Decided March 6, 1939.
Corporations — Transfer of assets to another corporation — Transfer termed "sale," a consolidation — Remaining corporation cannot escape liability for debts of selling corporation, when — Defense that it acted under wrong statutes, not available, when.
1. Where the assets of one corporation are transferred to another and despite the fact that the transfer was termed a "sale," it is in fact a merger or consolidation of the two companies and a "continuation of the selling company" for the benefit of the other company, whereby the assets of that other corporation were augmented and as a result the "selling corporation" has left no assets to meet its obligations, and where the corporation remaining after the merger has listed a debt of the extinct corporation on its books, paid the interest thereon, and in all ways treated it as its own liability, lulling the creditor into security, these acts amount to an assumption of the obligation, or unfair dealing which cannot be approved, and the creditor can recover from such purchasing or consolidated corporation.
2. Where from all the circumstances it can be concluded that the transfer of assets of one corporation to another corporation was designedly labeled a "sale" instead of a consolidation, and the steps taken were not under the merger or consolidation statutes but under the sale statutes in order to avoid the status created by a merger or consolidation, if it was in fact a merger or consolidation, the existing corporation cannot be allowed to say that it made a mistake and followed the wrong statutes, in order to escape liability on a debt of the corporation with which it consolidated.

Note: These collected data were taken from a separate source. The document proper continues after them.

//! Derivation errors
//!
//! Every fallible derivation on a `CassandraDatacenter` returns one of these.
//! None of them are retried here; the caller decides whether a spec change is
//! needed.

use thiserror::Error;

/// Errors that can occur while deriving deployment facts from a datacenter
#[derive(Debug, Error)]
pub enum DatacenterError {
    /// No image is known for the server type/version (and base OS) combination
    #[error("{}", unsupported_message(.server_type, .version, .base_image_os.as_deref()))]
    UnsupportedServerVersion {
        /// Requested server type (`cassandra` or `dse`)
        server_type: String,
        /// Requested server version
        version: String,
        /// Base OS selector in effect, if any
        base_image_os: Option<String>,
    },

    /// `spec.config` is not valid JSON
    #[error("Error parsing spec.config for CassandraDatacenter resource {resource}: {source}")]
    InvalidUserConfig {
        /// Name of the offending resource
        resource: String,
        /// Underlying parser error
        #[source]
        source: serde_json::Error,
    },

    /// The baseline model could not be produced or merged with the user config
    #[error("Model information for CassandraDatacenter resource {resource} was not properly configured: {reason}")]
    ModelMergeFailure {
        /// Name of the offending resource
        resource: String,
        /// What went wrong
        reason: String,
    },
}

fn unsupported_message(server_type: &str, version: &str, base_image_os: Option<&str>) -> String {
    match base_image_os {
        Some(os) => format!(
            "server '{server_type}' and version '{version}', along with the specified base OS '{os}', do not work together"
        ),
        None => format!("server '{server_type}' and version '{version}' do not work together"),
    }
}
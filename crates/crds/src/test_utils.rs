//! Test utilities
//!
//! Helpers for building datacenters in unit tests.

use k8s_openapi::apimachinery::pkg::apis::meta::v1::ObjectMeta;

use crate::config::RawConfig;
use crate::datacenter::{CassandraDatacenter, CassandraDatacenterSpec, ServerType};

/// Helper to create a three node Cassandra 3.11.6 datacenter in namespace `cass`
pub fn create_test_datacenter(name: &str, cluster_name: &str) -> CassandraDatacenter {
    CassandraDatacenter {
        metadata: ObjectMeta {
            name: Some(name.to_string()),
            namespace: Some("cass".to_string()),
            ..Default::default()
        },
        spec: CassandraDatacenterSpec {
            size: 3,
            server_type: ServerType::Cassandra,
            server_version: "3.11.6".to_string(),
            cluster_name: cluster_name.to_string(),
            ..Default::default()
        },
        status: None,
    }
}

/// Helper to attach raw `spec.config` text
pub fn with_config(mut dc: CassandraDatacenter, config: &str) -> CassandraDatacenter {
    dc.spec.config = Some(RawConfig::new(config));
    dc
}
//! Node configuration document
//!
//! Builds the JSON handed to the config builder: the generated model values
//! for this datacenter with `spec.config` overlaid on top.

use std::borrow::Cow;

use kube::ResourceExt;
use schemars::{JsonSchema, Schema, SchemaGenerator, json_schema};
use serde::{Deserialize, Deserializer, Serialize, Serializer};
use server_config::{ConfigBuilderModel, ModelValuesProvider, ModelValuesRequest};
use tracing::{debug, warn};

use crate::datacenter::{CassandraDatacenter, ServerType};
use crate::error::DatacenterError;
use crate::merge::{merge_documents, sort_keys};

/// Raw JSON text of `spec.config`.
///
/// The text is only parsed when the configuration document is built, so a
/// malformed override is reported against the resource rather than rejected
/// while decoding it. On the wire it is an ordinary JSON value; text that does
/// not parse is written back as a JSON string so the resource stays
/// serializable.
#[derive(Debug, Clone, PartialEq, Eq)]
pub struct RawConfig(String);

impl RawConfig {
    /// Wrap raw JSON text without validating it
    pub fn new(raw: impl Into<String>) -> Self {
        Self(raw.into())
    }

    /// The text as written
    pub fn as_str(&self) -> &str {
        &self.0
    }

    /// Parse the text as JSON
    pub fn parse(&self) -> Result<serde_json::Value, serde_json::Error> {
        serde_json::from_str(&self.0)
    }
}

impl From<serde_json::Value> for RawConfig {
    fn from(value: serde_json::Value) -> Self {
        Self(value.to_string())
    }
}

impl Serialize for RawConfig {
    fn serialize<S: Serializer>(&self, serializer: S) -> Result<S::Ok, S::Error> {
        match self.parse() {
            Ok(value) => value.serialize(serializer),
            Err(_) => serializer.serialize_str(&self.0),
        }
    }
}

impl<'de> Deserialize<'de> for RawConfig {
    fn deserialize<D: Deserializer<'de>>(deserializer: D) -> Result<Self, D::Error> {
        serde_json::Value::deserialize(deserializer).map(Self::from)
    }
}

impl JsonSchema for RawConfig {
    fn schema_name() -> Cow<'static, str> {
        "RawConfig".into()
    }

    fn inline_schema() -> bool {
        true
    }

    fn json_schema(_: &mut SchemaGenerator) -> Schema {
        json_schema!({
            "type": "object",
            "x-kubernetes-preserve-unknown-fields": true
        })
    }
}

/// DSE workload flags as the config builder expects them (`0`/`1`)
#[derive(Debug, Clone, Copy, Default, PartialEq, Eq)]
pub struct WorkloadFlags {
    /// Graph workload
    pub graph: u8,
    /// Search workload
    pub solr: u8,
    /// Analytics workload
    pub spark: u8,
}

impl CassandraDatacenter {
    /// Seed list: the seed service first, then `additionalSeeds`
    pub fn seeds(&self) -> Vec<String> {
        std::iter::once(self.seed_service_name())
            .chain(self.spec.additional_seeds.iter().cloned())
            .collect()
    }

    /// Workload flags. Only DSE datacenters can enable workloads.
    pub fn workload_flags(&self) -> WorkloadFlags {
        match (&self.spec.server_type, &self.spec.dse_workloads) {
            (ServerType::Dse, Some(workloads)) => WorkloadFlags {
                graph: u8::from(workloads.graph_enabled),
                solr: u8::from(workloads.search_enabled),
                spark: u8::from(workloads.analytics_enabled),
            },
            _ => WorkloadFlags::default(),
        }
    }

    /// Inputs for the model values generator
    pub fn model_values_request(&self) -> ModelValuesRequest {
        let flags = self.workload_flags();
        ModelValuesRequest {
            seeds: self.seeds(),
            cluster_name: self.spec.cluster_name.clone(),
            datacenter_name: self.name_any(),
            graph_enabled: flags.graph,
            solr_enabled: flags.solr,
            spark_enabled: flags.spark,
        }
    }

    /// Configuration document for the config builder, using the stock model
    pub fn config_json(&self) -> Result<String, DatacenterError> {
        self.config_json_with(&ConfigBuilderModel)
    }

    /// Configuration document for the config builder.
    ///
    /// Keys are sorted at every level, so unchanged specs always produce the
    /// same bytes.
    pub fn config_json_with(
        &self,
        provider: &dyn ModelValuesProvider,
    ) -> Result<String, DatacenterError> {
        let resource = self.name_any();
        let merge_failure = |reason: String| DatacenterError::ModelMergeFailure {
            resource: resource.clone(),
            reason,
        };

        let mut model = provider
            .model_values(&self.model_values_request())
            .map_err(|err| merge_failure(err.to_string()))?;
        if !model.is_object() {
            return Err(merge_failure("model values are not a JSON object".to_string()));
        }

        if let Some(config) = &self.spec.config {
            let overlay = config.parse().map_err(|source| DatacenterError::InvalidUserConfig {
                resource: resource.clone(),
                source,
            })?;
            if !overlay.is_object() {
                warn!(%resource, "spec.config is not a JSON object, ignoring it");
            }
            merge_documents(&mut model, overlay).map_err(|err| merge_failure(err.to_string()))?;
            debug!(%resource, "Merged spec.config over model values");
        }

        serde_json::to_string(&sort_keys(model)).map_err(|err| merge_failure(err.to_string()))
    }
}
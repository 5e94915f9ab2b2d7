//! Unit tests for the CassandraDatacenter resource

#[cfg(test)]
mod tests {
    use crate::test_utils::create_test_datacenter;
    use crate::*;
    use kube::CustomResourceExt;

    const MANIFEST: &str = r#"
apiVersion: cassandra.datastax.com/v1beta1
kind: CassandraDatacenter
metadata:
  name: dc1
  namespace: cass-operator
spec:
  clusterName: cluster1
  serverType: dse
  serverVersion: "6.8.0"
  size: 5
  racks:
    - name: r1
      zone: us-east-1a
    - name: r2
      zone: us-east-1b
  dseWorkloads:
    graphEnabled: true
  config:
    cassandra-yaml:
      num_tokens: 8
    jvm-server-options:
      initial_heap_size: "800M"
  storageConfig:
    cassandraDataVolumeClaimSpec:
      storageClassName: standard
      accessModes:
        - ReadWriteOnce
      resources:
        requests:
          storage: 5Gi
status:
  cassandraOperatorProgress: Ready
  nodeStatuses:
    cluster1-dc1-r1-sts-0:
      hostID: 5d3b1c4a
  nodeReplacements: []
  conditions:
    - type: Ready
      status: "True"
      lastTransitionTime: "2020-06-01T12:00:00Z"
"#;

    fn rack_names(dc: &CassandraDatacenter) -> Vec<String> {
        dc.racks().iter().map(|rack| rack.name.clone()).collect()
    }

    #[test]
    fn test_racks_default_when_empty() {
        let dc = create_test_datacenter("dc1", "cluster1");
        assert_eq!(rack_names(&dc), vec![DEFAULT_RACK_NAME]);
        assert!(dc.spec.racks.is_empty(), "default rack must not be written back");
    }

    #[test]
    fn test_racks_declared() {
        let mut dc = create_test_datacenter("dc1", "cluster1");
        dc.spec.racks = vec![Rack::new("r1"), Rack::new("r2")];
        assert_eq!(rack_names(&dc), vec!["r1", "r2"]);
    }

    #[test]
    fn test_node_counts_per_rack() {
        let mut dc = create_test_datacenter("dc1", "cluster1");
        dc.spec.size = 13;
        dc.spec.racks = ["r1", "r2", "r3", "r4", "r5"].into_iter().map(Rack::new).collect();

        let counts: Vec<(String, usize)> = dc
            .node_counts_per_rack()
            .into_iter()
            .map(|(rack, nodes)| (rack.name, nodes))
            .collect();
        assert_eq!(
            counts,
            vec![
                ("r1".to_string(), 3),
                ("r2".to_string(), 3),
                ("r3".to_string(), 3),
                ("r4".to_string(), 2),
                ("r5".to_string(), 2),
            ]
        );
    }

    #[test]
    fn test_node_counts_default_rack_gets_everything() {
        let dc = create_test_datacenter("dc1", "cluster1");
        assert_eq!(dc.node_counts_per_rack(), vec![(Rack::new("default"), 3)]);
    }

    #[test]
    fn test_server_image_from_resource() {
        let mut dc = create_test_datacenter("dc1", "cluster1");
        let profile = DeploymentProfile::new();
        assert_eq!(dc.server_image(&profile).unwrap(), "datastax/cassandra-mgmtapi-3_11_6:v0.1.5");

        dc.spec.server_image = Some("jfrog.io:6789/dse-server-team/dse-server:6.8.0-123".to_string());
        dc.spec.server_version = "9000".to_string();
        assert_eq!(
            dc.server_image(&profile).unwrap(),
            "jfrog.io:6789/dse-server-team/dse-server:6.8.0-123"
        );
    }

    #[test]
    fn test_server_image_invalid_version() {
        let mut dc = create_test_datacenter("dc1", "cluster1");
        dc.spec.server_version = "9000".to_string();

        let err = dc.server_image(&DeploymentProfile::new()).unwrap_err();
        assert_eq!(err.to_string(), "server 'cassandra' and version '9000' do not work together");
    }

    #[test]
    fn test_config_builder_image_from_resource() {
        let mut dc = create_test_datacenter("dc1", "cluster1");
        assert_eq!(
            dc.config_builder_image(&DeploymentProfile::with_base_image_os("ubi7")),
            "datastax/cass-config-builder:1.0.1-ubi7"
        );

        dc.spec.config_builder_image = Some("local/builder:1".to_string());
        assert_eq!(dc.config_builder_image(&DeploymentProfile::new()), "local/builder:1");
    }

    #[test]
    fn test_service_names() {
        let dc = create_test_datacenter("dc1", "bob");
        assert_eq!(dc.seed_service_name(), "bob-seed-service");
        assert_eq!(dc.all_pods_service_name(), "bob-dc1-all-pods-service");
        assert_eq!(dc.datacenter_service_name(), "bob-dc1-service");
    }

    #[test]
    fn test_labels() {
        let dc = create_test_datacenter("dc1", "cluster1");

        let rack_labels = dc.rack_labels("r1");
        assert_eq!(rack_labels.len(), 3);
        assert_eq!(rack_labels.get(CLUSTER_LABEL).map(String::as_str), Some("cluster1"));
        assert_eq!(rack_labels.get(DATACENTER_LABEL).map(String::as_str), Some("dc1"));
        assert_eq!(rack_labels.get(RACK_LABEL).map(String::as_str), Some("r1"));

        assert_eq!(dc.datacenter_labels().len(), 2);
        assert_eq!(dc.cluster_labels().len(), 1);
    }

    #[test]
    fn test_superuser_secret() {
        let mut dc = create_test_datacenter("dc1", "cluster1");
        assert!(dc.should_generate_superuser_secret());
        let secret = dc.superuser_secret_ref();
        assert_eq!(secret.name.as_deref(), Some("cluster1-superuser"));
        assert_eq!(secret.namespace.as_deref(), Some("cass"));

        dc.spec.superuser_secret_name = Some("my-superuser".to_string());
        assert!(!dc.should_generate_superuser_secret());
        assert_eq!(dc.superuser_secret_ref().name.as_deref(), Some("my-superuser"));
    }

    #[test]
    fn test_manifest_deserializes() {
        let dc: CassandraDatacenter = serde_yaml::from_str(MANIFEST).unwrap();

        assert_eq!(dc.spec.server_type, ServerType::Dse);
        assert_eq!(dc.spec.size, 5);
        assert_eq!(dc.spec.racks[1].zone.as_deref(), Some("us-east-1b"));
        assert_eq!(dc.workload_flags(), WorkloadFlags { graph: 1, solr: 0, spark: 0 });
        assert!(dc.spec.storage_config.cassandra_data_volume_claim_spec.is_some());

        let status = dc.status.as_ref().unwrap();
        assert_eq!(status.cassandra_operator_progress, Some(ProgressState::Ready));
        assert_eq!(
            status.node_statuses["cluster1-dc1-r1-sts-0"].host_id.as_deref(),
            Some("5d3b1c4a")
        );
        assert_eq!(dc.condition_status(&DatacenterConditionType::READY), ConditionStatus::True);

        let config: serde_json::Value = serde_json::from_str(&dc.config_json().unwrap()).unwrap();
        assert_eq!(config["cassandra-yaml"]["num_tokens"], 8);
        assert_eq!(config["jvm-server-options"]["initial_heap_size"], "800M");
        assert_eq!(config["datacenter-info"]["graph-enabled"], 1);
    }

    #[test]
    fn test_spec_wire_names() {
        let dc: CassandraDatacenter = serde_yaml::from_str(MANIFEST).unwrap();
        let spec = serde_json::to_value(&dc.spec).unwrap();

        assert_eq!(spec["clusterName"], "cluster1");
        assert_eq!(spec["serverType"], "dse");
        assert_eq!(spec["dseWorkloads"]["graphEnabled"], true);
        assert_eq!(spec["config"]["cassandra-yaml"]["num_tokens"], 8);
        assert!(spec.get("serverImage").is_none());

        let reparsed: CassandraDatacenterSpec = serde_json::from_value(spec).unwrap();
        assert_eq!(reparsed, dc.spec);
    }

    #[test]
    fn test_crd_definition() {
        let crd = CassandraDatacenter::crd();
        assert_eq!(crd.spec.group, "cassandra.datastax.com");
        assert_eq!(crd.spec.names.kind, "CassandraDatacenter");
        assert_eq!(crd.spec.names.plural, "cassandradatacenters");
        assert_eq!(
            crd.spec.names.short_names,
            Some(vec!["cassdc".to_string(), "cassdcs".to_string()])
        );
        assert_eq!(crd.spec.scope, "Namespaced");

        let schema = serde_json::to_value(&crd.spec.versions[0].schema).unwrap();
        let versions = &schema["openAPIV3Schema"]["properties"]["spec"]["properties"]["serverVersion"]["enum"];
        assert_eq!(versions, &serde_json::json!(crate::images::SUPPORTED_SERVER_VERSIONS));
    }
}
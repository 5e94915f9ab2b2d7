//! Server container ports
//!
//! The fixed ports every server container exposes, plus the Prometheus
//! exporter port when the node configuration enables the exporter.
//! Port names are limited to 15 characters.

use k8s_openapi::api::core::v1::ContainerPort;
use kube::ResourceExt;
use serde_json::{Map, Value};
use server_config::{ConfigBuilderModel, ModelValuesProvider};
use tracing::debug;

use crate::datacenter::CassandraDatacenter;
use crate::error::DatacenterError;

/// Configuration section that enables the Prometheus exporter
pub const PROMETHEUS_CONFIG_KEY: &str = "10-write-prom-conf";

/// Exporter port, exposed when [`PROMETHEUS_CONFIG_KEY`] is configured
pub const PROMETHEUS_PORT: (&str, i32) = ("prometheus", 9103);

/// Ports every server container exposes, in order
pub const BASE_PORTS: &[(&str, i32)] = &[
    ("native", 9042),
    ("inter-node-msg", 8609),
    ("intra-node", 7000),
    ("tls-intra-node", 7001),
    // jmx 7199 is no longer exposed
    ("mgmt-api-http", 8080),
];

fn container_port((name, port): (&str, i32)) -> ContainerPort {
    ContainerPort {
        name: Some(name.to_string()),
        container_port: port,
        ..Default::default()
    }
}

/// Find the first object stored under `key`, looking at the current level
/// before descending into child objects in key order.
///
/// The key is matched by name anywhere in the tree, so a user override that
/// nests an identically named section elsewhere also matches.
fn find_section<'a>(map: &'a Map<String, Value>, key: &str) -> Option<&'a Map<String, Value>> {
    if let Some(Value::Object(section)) = map.get(key) {
        return Some(section);
    }

    map.values()
        .filter_map(Value::as_object)
        .find_map(|child| find_section(child, key))
}

/// Whether the document configures the Prometheus exporter. Presence of an
/// `enabled` key is enough; its value is not inspected.
pub fn prometheus_configured(document: &Value) -> bool {
    document
        .as_object()
        .and_then(|root| find_section(root, PROMETHEUS_CONFIG_KEY))
        .is_some_and(|section| section.contains_key("enabled"))
}

impl CassandraDatacenter {
    /// Container ports for the server pods, using the stock model
    pub fn container_ports(&self) -> Result<Vec<ContainerPort>, DatacenterError> {
        self.container_ports_with(&ConfigBuilderModel)
    }

    /// Container ports for the server pods.
    ///
    /// Fails only when the configuration document cannot be built.
    pub fn container_ports_with(
        &self,
        provider: &dyn ModelValuesProvider,
    ) -> Result<Vec<ContainerPort>, DatacenterError> {
        let config = self.config_json_with(provider)?;
        let document: Value =
            serde_json::from_str(&config).map_err(|err| DatacenterError::ModelMergeFailure {
                resource: self.name_any(),
                reason: err.to_string(),
            })?;

        let mut ports: Vec<ContainerPort> =
            BASE_PORTS.iter().copied().map(container_port).collect();
        if prometheus_configured(&document) {
            debug!(port = PROMETHEUS_PORT.1, "Exposing Prometheus exporter port");
            ports.push(container_port(PROMETHEUS_PORT));
        }

        Ok(ports)
    }
}
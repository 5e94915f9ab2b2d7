//! Deployment profile
//!
//! Process-wide settings that influence image resolution. The profile is built
//! once at startup and passed explicitly to the resolvers.

use std::env;

/// Environment variable naming the base OS the operator images were built on
pub const ENV_BASE_IMAGE_OS: &str = "BASE_IMAGE_OS";

/// Settings owned by the caller's startup path
#[derive(Debug, Clone, Default, PartialEq, Eq)]
pub struct DeploymentProfile {
    /// Base OS selector. `None` selects the default image family; any value
    /// selects the universal base image (UBI) family.
    pub base_image_os: Option<String>,
}

impl DeploymentProfile {
    /// Profile using the default image family
    pub fn new() -> Self {
        Self::default()
    }

    /// Profile with an explicit base OS selector. An empty string counts as unset.
    pub fn with_base_image_os(base_image_os: impl Into<String>) -> Self {
        let base_image_os = base_image_os.into();
        Self {
            base_image_os: (!base_image_os.is_empty()).then_some(base_image_os),
        }
    }

    /// Load the profile from `BASE_IMAGE_OS`
    pub fn from_env() -> Self {
        env::var(ENV_BASE_IMAGE_OS)
            .map(Self::with_base_image_os)
            .unwrap_or_default()
    }

    /// Base OS selector, if set
    pub fn base_image_os(&self) -> Option<&str> {
        self.base_image_os.as_deref()
    }

    /// Whether the universal base image family is selected
    pub fn uses_universal_base(&self) -> bool {
        self.base_image_os.is_some()
    }
}
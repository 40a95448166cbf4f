//! Trusted certificate authorities for server verification.
//!
//! Either the platform's default trust roots or a caller-supplied CA bundle,
//! never both. An operator who wants the system roots *and* a private CA must
//! append the system roots to their bundle file explicitly.

use crate::{Error, Result};
use rustls::RootCertStore;
use std::{fs, io::Cursor, path::Path};

/// The set of certificate authorities trusted when verifying the server.
#[derive(Debug, Clone)]
pub enum TrustStore {
    /// The platform's default trust roots, probed for availability at build
    /// time; the driver loads the same native store during the handshake.
    System,
    /// A caller-supplied PEM bundle.
    Bundle {
        /// Raw PEM bytes handed to the driver
        pem: Vec<u8>,
        /// Number of certificates parsed out of the bundle
        certs: usize,
    },
}

impl TrustStore {
    /// Build the trust store for the given optional CA bundle path.
    ///
    /// `None` (or an empty path) selects the platform roots; a path selects
    /// the bundle.
    ///
    /// # Errors
    ///
    /// * [`Error::TrustStore`] if the platform store yields no usable roots
    /// * [`Error::Io`] if the bundle file cannot be read
    /// * [`Error::Format`] if the bundle contains zero valid certificates
    pub fn build(ca_file: Option<&Path>) -> Result<Self> {
        match ca_file {
            None => Self::system(),
            Some(path) if path.as_os_str().is_empty() => Self::system(),
            Some(path) => Self::from_bundle_file(path),
        }
    }

    /// Probe the platform trust store.
    ///
    /// # Errors
    ///
    /// Returns [`Error::TrustStore`] if no usable root certificate can be
    /// loaded from the operating system.
    pub fn system() -> Result<Self> {
        let result = rustls_native_certs::load_native_certs();

        let mut store = RootCertStore::empty();
        for cert in result.certs {
            let _ = store.add_parsable_certificates(std::iter::once(cert));
        }

        if store.is_empty() {
            let detail = result
                .errors
                .first()
                .map_or_else(|| "no root certificates found".to_string(), |e| e.to_string());
            return Err(Error::TrustStore(detail));
        }

        Ok(Self::System)
    }

    /// Load a CA bundle from a PEM file.
    ///
    /// # Errors
    ///
    /// Returns [`Error::Io`] if the file cannot be read, or [`Error::Format`]
    /// if it contains zero valid certificates.
    pub fn from_bundle_file(path: &Path) -> Result<Self> {
        let pem = fs::read(path).map_err(|e| Error::io(path, e))?;
        Self::from_pem(pem)
    }

    /// Build a bundle trust store from in-memory PEM bytes.
    ///
    /// This is the injection point for tests: no filesystem, no OS store.
    ///
    /// # Errors
    ///
    /// Returns [`Error::Format`] if the bytes contain zero valid certificates.
    pub fn from_pem(pem: Vec<u8>) -> Result<Self> {
        let mut reader = Cursor::new(&pem);
        let parsed = rustls_pemfile::certs(&mut reader)
            .collect::<std::result::Result<Vec<_>, _>>()
            .map_err(|e| Error::Format(format!("invalid CA bundle PEM: {e}")))?;

        let mut store = RootCertStore::empty();
        let mut certs = 0;
        for cert in parsed {
            let (added, _) = store.add_parsable_certificates(std::iter::once(cert));
            certs += added;
        }

        if certs == 0 {
            return Err(Error::Format(
                "CA bundle contains no valid certificates".into(),
            ));
        }

        Ok(Self::Bundle { pem, certs })
    }

    /// Whether this is the platform trust store.
    #[must_use]
    pub const fn is_system(&self) -> bool {
        matches!(self, Self::System)
    }

    /// Number of CA certificates in a bundle; `None` for the platform store.
    #[must_use]
    pub const fn certificate_count(&self) -> Option<usize> {
        match self {
            Self::System => None,
            Self::Bundle { certs, .. } => Some(*certs),
        }
    }
}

APPEAL: Court of Appeals for Lucas county.
On application for rehearing.
Messrs. Streicher Krueger, Mr. Herbert F. Jenne and Messrs. Fraser, Effler, Shumaker Winn, for appellee.
Mr. Oscar J. Smith and Mr. P.R. Taylor, for appellant.
This cause, under above title, reached this court recently on appeal on questions of law from a verdict and judgment in favor of appellee in the sum of $22,950 recovered in Common Pleas Court against the appellant, The Sam Davis Company. This court, upon consideration, affirmed without written opinion the finding and judgment below. Appellant has presented an application for rehearing and in refusal of said application the court deems it proper to set forth its views for such refusal and the affirmance of the judgment.
The issues in the case arise from the following admitted and proven facts:
On June 10, 1927, and for some years prior thereto, The Toledo Factories Company and The Sam Davis Company were corporations located and doing business in Toledo, Ohio, and engaged in much the same business, viz., buying and selling real estate and factory properties, buying and renting apartment homes, and other similar activities. Mr. Sam Davis, for whom The Sam Davis Company was named, and who owned 3,481 shares of a total of 3,525 outstanding shares of that company and was president of it, also owned 2,928 outstanding shares of a total of 3,000 shares of The Toledo Factories Company and was president of that company. A son of Mr. Davis, who was associated with him and was vice-president of both companies, owned 37 shares of The Toledo Factories Company and 21 shares of The Sam Davis Company stock. The Davis family therefore owned 99.3 per cent of the outstanding stock of The Sam Davis Company and 98.8 per cent of The Toledo Factories Company stock. Mr. Sam Davis was in full control of each corporation and directed the business affairs of both.
On the date above mentioned appellee, Albert Ruedy, sold to The Toledo Factories Company a parcel of property in Toledo with a three-story building thereon at a price of $17,500, on which a cash payment of $2,500 was made and the balance represented by a promissory note secured by mortgage on said premises. This note was due and payable in five years after date, to wit, June 10, 1932, and bore interest at 6 per cent, payable semi-annually, until maturity, thereafter 8 per cent. From the date of the note, the company met and paid all installments of interest as they became due up to December 31, 1928.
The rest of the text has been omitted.